Exercise prompt »
The answer is every line in the data below that contains the word "String".

##### Supplied data #####

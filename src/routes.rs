use crate::{
    api::{attendance, balance, blocker, leave_request},
    auth::middleware::auth_middleware,
    config::Config,
};
use actix_governor::{
    Governor, GovernorConfigBuilder, PeerIpKeyExtractor, governor::middleware::NoOpMiddleware,
};
use actix_web::{middleware::from_fn, web};

/// Per-IP limiter allowing `requests_per_min`, bursting up to the same amount.
fn build_limiter(requests_per_min: u32) -> Option<Governor<PeerIpKeyExtractor, NoOpMiddleware>> {
    let requests_per_min = requests_per_min.max(1);
    let per_ms = (60_000 / u64::from(requests_per_min)).max(1);
    let cfg = GovernorConfigBuilder::default()
        .milliseconds_per_request(per_ms)
        .burst_size(requests_per_min)
        .key_extractor(PeerIpKeyExtractor)
        .finish()?;
    Some(Governor::new(&cfg))
}

/// Mounts every ledger endpoint under `{api_prefix}/v1`.
pub fn configure(cfg: &mut web::ServiceConfig, config: &Config) {
    let scope = web::scope(&format!("{}/v1", config.api_prefix))
        .wrap(from_fn(auth_middleware))
        .service(
            web::scope("/leave")
                // /leave
                .service(
                    web::resource("")
                        .route(web::get().to(leave_request::list_leaves))
                        .route(web::post().to(leave_request::submit_leave)),
                )
                // /leave/{id}
                .service(
                    web::resource("/{id}")
                        .route(web::get().to(leave_request::get_leave))
                        .route(web::delete().to(leave_request::delete_leave)),
                )
                .service(
                    web::resource("/{id}/cancel-dates")
                        .route(web::post().to(leave_request::cancel_dates)),
                )
                .service(
                    web::resource("/{id}/modify-dates")
                        .route(web::post().to(leave_request::modify_dates)),
                )
                .service(
                    web::resource("/{id}/clear-attendance")
                        .route(web::post().to(leave_request::clear_attendance)),
                )
                .service(
                    web::resource("/{id}/reconcile")
                        .route(web::post().to(leave_request::reconcile_leave)),
                )
                // must precede /{id}/{action}
                .service(web::resource("/{id}/read").route(web::put().to(leave_request::mark_read)))
                .service(
                    web::resource("/{id}/{action}")
                        .route(web::put().to(leave_request::transition_leave)),
                ),
        )
        .service(
            web::scope("/attendance").service(
                web::resource("")
                    .route(web::put().to(attendance::record_attendance))
                    .route(web::get().to(attendance::list_attendance)),
            ),
        )
        .service(
            web::scope("/timesheet-blockers")
                .service(
                    web::resource("")
                        .route(web::post().to(blocker::create_blocker))
                        .route(web::get().to(blocker::list_blockers)),
                )
                .service(web::resource("/{id}").route(web::delete().to(blocker::delete_blocker))),
        )
        .service(
            web::scope("/balance")
                .service(web::resource("/{employee_id}").route(web::get().to(balance::get_balance)))
                .service(
                    web::resource("/{employee_id}/monthly")
                        .route(web::get().to(balance::get_monthly_balance)),
                ),
        );

    match build_limiter(config.rate_protected_per_min) {
        Some(limiter) => cfg.service(scope.wrap(limiter)),
        None => {
            tracing::warn!(
                rate = config.rate_protected_per_min,
                "Rate limiter configuration rejected, serving without it"
            );
            cfg.service(scope)
        }
    };
}

#[cfg(test)]
mod tests {
    use actix_web::{App, http::StatusCode, test, web::Data};
    use chrono::NaiveTime;
    use rust_decimal::Decimal;
    use rust_decimal_macros::dec;
    use serde_json::{Value, json};

    use super::*;
    use crate::auth::jwt::TokenType;
    use crate::auth::jwt::tests::{SECRET, token};
    use crate::engine::LeaveEngine;
    use crate::model::employee::{EmploymentFacts, EmploymentType};
    use crate::store::memory::Harness;

    fn config() -> Config {
        let at = |h| NaiveTime::from_hms_opt(h, 0, 0).unwrap();
        Config {
            database_url: String::new(),
            jwt_secret: SECRET.into(),
            server_addr: String::new(),
            api_prefix: "/api".into(),
            rate_protected_per_min: 1000,
            local_utc_offset_minutes: 0,
            accrual_baseline_year: 2024,
            cancel_cutoff: at(10),
            edit_window_cutoff: at(18),
            backfill_at: at(18),
            backfill_enabled: false,
        }
    }

    fn bearer(user_id: u64, role: u8, employee_id: Option<u64>) -> (&'static str, String) {
        (
            "Authorization",
            format!("Bearer {}", token(user_id, role, employee_id, TokenType::Access)),
        )
    }

    // the governor keys on the peer address, which test requests must carry
    fn peer() -> std::net::SocketAddr {
        "127.0.0.1:9000".parse().unwrap()
    }

    macro_rules! app {
        ($engine:expr) => {{
            let config = config();
            test::init_service(
                App::new()
                    .app_data(Data::new(config.clone()))
                    .app_data(Data::new($engine))
                    .configure(|cfg| configure(cfg, &config)),
            )
            .await
        }};
    }

    fn decimal(value: &Value) -> Decimal {
        value.as_str().unwrap().parse().unwrap()
    }

    fn engine(harness: &Harness) -> LeaveEngine {
        harness.engine.clone()
    }

    #[actix_web::test]
    async fn submit_approve_and_read_back_over_http() {
        let harness = Harness::new("2025-06-02 09:00");
        let app = app!(engine(&harness));

        let req = test::TestRequest::post()
            .uri("/api/v1/leave")
            .peer_addr(peer())
            .insert_header(bearer(10, 3, Some(7)))
            .set_json(json!({
                "request_type": "Leave",
                "from_date": "2025-06-10",
                "to_date": "2025-06-11",
                "title": "Trip"
            }))
            .to_request();
        let resp = test::call_service(&app, req).await;
        assert_eq!(resp.status(), StatusCode::CREATED);
        let created: Value = test::read_body_json(resp).await;
        let id = created["id"].as_u64().unwrap();
        assert_eq!(created["status"], "Pending");
        assert_eq!(decimal(&created["duration"]), dec!(2));

        let req = test::TestRequest::put()
            .uri(&format!("/api/v1/leave/{id}/approve"))
            .peer_addr(peer())
            .insert_header(bearer(20, 6, Some(2)))
            .to_request();
        let outcome: Value = test::call_and_read_body_json(&app, req).await;
        assert_eq!(outcome["request"]["status"], "Approved");
        assert_eq!(outcome["reconciliation"]["written"].as_array().unwrap().len(), 2);

        let req = test::TestRequest::get()
            .uri("/api/v1/attendance?from=2025-06-10&to=2025-06-11")
            .peer_addr(peer())
            .insert_header(bearer(10, 3, Some(7)))
            .to_request();
        let rows: Value = test::call_and_read_body_json(&app, req).await;
        assert_eq!(rows.as_array().unwrap().len(), 2);
        assert_eq!(rows[0]["status"], "Leave");

        let req = test::TestRequest::put()
            .uri(&format!("/api/v1/leave/{id}/read"))
            .peer_addr(peer())
            .insert_header(bearer(10, 3, Some(7)))
            .to_request();
        let read: Value = test::call_and_read_body_json(&app, req).await;
        assert_eq!(read["is_read_employee"], true);
    }

    #[actix_web::test]
    async fn errors_map_to_status_codes() {
        let harness = Harness::new("2025-06-02 09:00");
        let app = app!(engine(&harness));

        let req = test::TestRequest::put()
            .uri("/api/v1/leave/1/launch")
            .peer_addr(peer())
            .insert_header(bearer(20, 6, Some(2)))
            .to_request();
        assert_eq!(test::call_service(&app, req).await.status(), StatusCode::BAD_REQUEST);

        let req = test::TestRequest::get()
            .uri("/api/v1/leave/999")
            .peer_addr(peer())
            .insert_header(bearer(20, 6, Some(2)))
            .to_request();
        assert_eq!(test::call_service(&app, req).await.status(), StatusCode::NOT_FOUND);

        let req = test::TestRequest::post()
            .uri("/api/v1/timesheet-blockers")
            .peer_addr(peer())
            .insert_header(bearer(10, 3, Some(7)))
            .set_json(json!({
                "employee_id": 7,
                "blocked_from": "2025-06-01",
                "blocked_to": "2025-06-30"
            }))
            .to_request();
        let resp = test::call_service(&app, req).await;
        assert_eq!(resp.status(), StatusCode::FORBIDDEN);
        let body: Value = test::read_body_json(resp).await;
        assert_eq!(body["message"], "Admin/Manager only");

        let req = test::TestRequest::get()
            .uri("/api/v1/leave")
            .peer_addr(peer())
            .to_request();
        assert_eq!(test::call_service(&app, req).await.status(), StatusCode::UNAUTHORIZED);
    }

    #[actix_web::test]
    async fn balance_endpoint_reports_entitlement() {
        let harness = Harness::new("2025-03-15 12:00");
        harness.store.add_employee(
            EmploymentFacts {
                employee_id: 7,
                employment_type: Some(EmploymentType::FullTimer),
                designation: None,
                joining_date: chrono::NaiveDate::from_ymd_opt(2024, 6, 3).unwrap(),
                conversion_date: None,
            },
            Some(2),
        );
        let app = app!(engine(&harness));

        let req = test::TestRequest::get()
            .uri("/api/v1/balance/7?year=2025")
            .peer_addr(peer())
            .insert_header(bearer(10, 3, Some(7)))
            .to_request();
        let body: Value = test::call_and_read_body_json(&app, req).await;
        assert_eq!(body["year"], 2025);
        // three full-timer months of 1.5
        assert_eq!(decimal(&body["entitlement"]), dec!(4.5));

        let req = test::TestRequest::get()
            .uri("/api/v1/balance/8/monthly?month=2&year=2025")
            .peer_addr(peer())
            .insert_header(bearer(10, 3, Some(7)))
            .to_request();
        assert_eq!(test::call_service(&app, req).await.status(), StatusCode::FORBIDDEN);
    }

    #[::core::prelude::v1::test]
    fn limiter_tolerates_zero_rate() {
        assert!(build_limiter(0).is_some());
        assert!(build_limiter(1000).is_some());
    }
}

#####

Result »
            database_url: String::new(),
            server_addr: String::new(),
    fn bearer(user_id: u64, role: u8, employee_id: Option<u64>) -> (&'static str, String) {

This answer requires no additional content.